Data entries
....................
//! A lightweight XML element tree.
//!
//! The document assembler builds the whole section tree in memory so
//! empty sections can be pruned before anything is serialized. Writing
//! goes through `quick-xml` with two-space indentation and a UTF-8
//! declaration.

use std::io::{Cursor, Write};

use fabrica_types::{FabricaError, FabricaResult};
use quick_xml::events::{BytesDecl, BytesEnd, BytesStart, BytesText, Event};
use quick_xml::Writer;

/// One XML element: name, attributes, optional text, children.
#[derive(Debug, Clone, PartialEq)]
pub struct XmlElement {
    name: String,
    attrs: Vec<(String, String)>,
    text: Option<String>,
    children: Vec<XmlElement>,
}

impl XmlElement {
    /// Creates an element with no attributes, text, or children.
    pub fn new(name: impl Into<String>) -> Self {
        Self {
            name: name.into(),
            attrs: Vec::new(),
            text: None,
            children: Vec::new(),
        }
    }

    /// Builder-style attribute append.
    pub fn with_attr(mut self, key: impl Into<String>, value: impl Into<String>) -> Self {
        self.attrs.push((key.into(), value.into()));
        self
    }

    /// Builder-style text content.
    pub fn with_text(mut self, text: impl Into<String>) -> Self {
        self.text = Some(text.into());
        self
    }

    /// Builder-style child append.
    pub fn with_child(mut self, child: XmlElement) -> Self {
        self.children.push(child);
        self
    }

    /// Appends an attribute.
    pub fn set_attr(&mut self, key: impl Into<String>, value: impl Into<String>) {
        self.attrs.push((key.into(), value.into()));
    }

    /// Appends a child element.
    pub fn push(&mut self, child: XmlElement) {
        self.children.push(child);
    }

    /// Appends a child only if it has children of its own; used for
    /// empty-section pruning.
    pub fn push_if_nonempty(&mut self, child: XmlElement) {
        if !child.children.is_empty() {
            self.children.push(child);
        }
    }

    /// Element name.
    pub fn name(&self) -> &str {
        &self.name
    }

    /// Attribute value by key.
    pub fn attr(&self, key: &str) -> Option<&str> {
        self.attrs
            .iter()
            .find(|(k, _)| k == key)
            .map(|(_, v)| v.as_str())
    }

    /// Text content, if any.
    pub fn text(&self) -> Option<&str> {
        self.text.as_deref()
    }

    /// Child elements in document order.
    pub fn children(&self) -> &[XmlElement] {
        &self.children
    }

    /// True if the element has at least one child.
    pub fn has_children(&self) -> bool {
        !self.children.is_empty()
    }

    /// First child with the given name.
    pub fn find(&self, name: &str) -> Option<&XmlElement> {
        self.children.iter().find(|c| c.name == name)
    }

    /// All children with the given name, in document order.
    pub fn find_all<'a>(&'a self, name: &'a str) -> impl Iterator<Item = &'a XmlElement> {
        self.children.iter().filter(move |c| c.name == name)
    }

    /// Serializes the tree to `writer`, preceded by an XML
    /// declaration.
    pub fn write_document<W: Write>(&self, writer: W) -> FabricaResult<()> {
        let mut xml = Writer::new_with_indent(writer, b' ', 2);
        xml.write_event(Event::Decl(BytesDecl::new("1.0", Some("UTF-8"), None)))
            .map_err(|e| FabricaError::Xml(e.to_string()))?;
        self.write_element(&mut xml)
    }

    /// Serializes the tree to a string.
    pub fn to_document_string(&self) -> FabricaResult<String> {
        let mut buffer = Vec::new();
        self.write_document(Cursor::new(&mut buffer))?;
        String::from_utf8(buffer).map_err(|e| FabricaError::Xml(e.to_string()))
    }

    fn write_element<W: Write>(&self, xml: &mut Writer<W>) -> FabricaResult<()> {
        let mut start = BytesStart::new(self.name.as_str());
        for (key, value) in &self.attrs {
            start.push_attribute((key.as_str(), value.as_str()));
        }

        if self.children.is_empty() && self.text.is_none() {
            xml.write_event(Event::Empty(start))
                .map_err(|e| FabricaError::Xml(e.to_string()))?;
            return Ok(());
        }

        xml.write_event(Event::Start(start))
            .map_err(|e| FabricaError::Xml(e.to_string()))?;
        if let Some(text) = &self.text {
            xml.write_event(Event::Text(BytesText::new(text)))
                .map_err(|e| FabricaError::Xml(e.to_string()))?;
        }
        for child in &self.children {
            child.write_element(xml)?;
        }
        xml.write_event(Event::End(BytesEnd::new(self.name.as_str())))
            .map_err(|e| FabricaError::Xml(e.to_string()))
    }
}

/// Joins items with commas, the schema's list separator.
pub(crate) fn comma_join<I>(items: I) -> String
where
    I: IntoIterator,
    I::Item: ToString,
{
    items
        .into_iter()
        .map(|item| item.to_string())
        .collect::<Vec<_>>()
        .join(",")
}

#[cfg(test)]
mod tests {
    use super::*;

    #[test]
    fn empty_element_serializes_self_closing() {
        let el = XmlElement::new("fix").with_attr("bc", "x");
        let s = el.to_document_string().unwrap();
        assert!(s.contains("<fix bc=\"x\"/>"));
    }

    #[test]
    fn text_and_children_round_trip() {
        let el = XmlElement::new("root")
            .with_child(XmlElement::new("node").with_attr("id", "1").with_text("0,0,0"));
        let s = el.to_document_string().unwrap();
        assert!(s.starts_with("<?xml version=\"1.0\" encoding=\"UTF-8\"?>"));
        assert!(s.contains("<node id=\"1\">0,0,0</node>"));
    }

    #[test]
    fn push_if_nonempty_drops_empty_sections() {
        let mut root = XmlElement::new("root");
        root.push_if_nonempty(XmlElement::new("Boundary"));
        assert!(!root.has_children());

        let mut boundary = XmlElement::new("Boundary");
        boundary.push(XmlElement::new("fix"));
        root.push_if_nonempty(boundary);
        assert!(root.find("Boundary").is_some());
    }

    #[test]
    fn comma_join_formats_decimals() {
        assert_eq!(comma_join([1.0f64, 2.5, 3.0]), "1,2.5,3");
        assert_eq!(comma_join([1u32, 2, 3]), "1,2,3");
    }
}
....................
Please reproduce, exactly as written, the lines of the records from the first line through the one containing "text, or children.".

//! A lightweight XML element tree.
//!
//! The document assembler builds the whole section tree in memory so
//! empty sections can be pruned before anything is serialized. Writing
//! goes through `quick-xml` with two-space indentation and a UTF-8
//! declaration.

use std::io::{Cursor, Write};

use fabrica_types::{FabricaError, FabricaResult};
use quick_xml::events::{BytesDecl, BytesEnd, BytesStart, BytesText, Event};
use quick_xml::Writer;

/// One XML element: name, attributes, optional text, children.
#[derive(Debug, Clone, PartialEq)]
pub struct XmlElement {
    name: String,
    attrs: Vec<(String, String)>,
    text: Option<String>,
    children: Vec<XmlElement>,
}

impl XmlElement {
    /// Creates an element with no attributes, text, or children.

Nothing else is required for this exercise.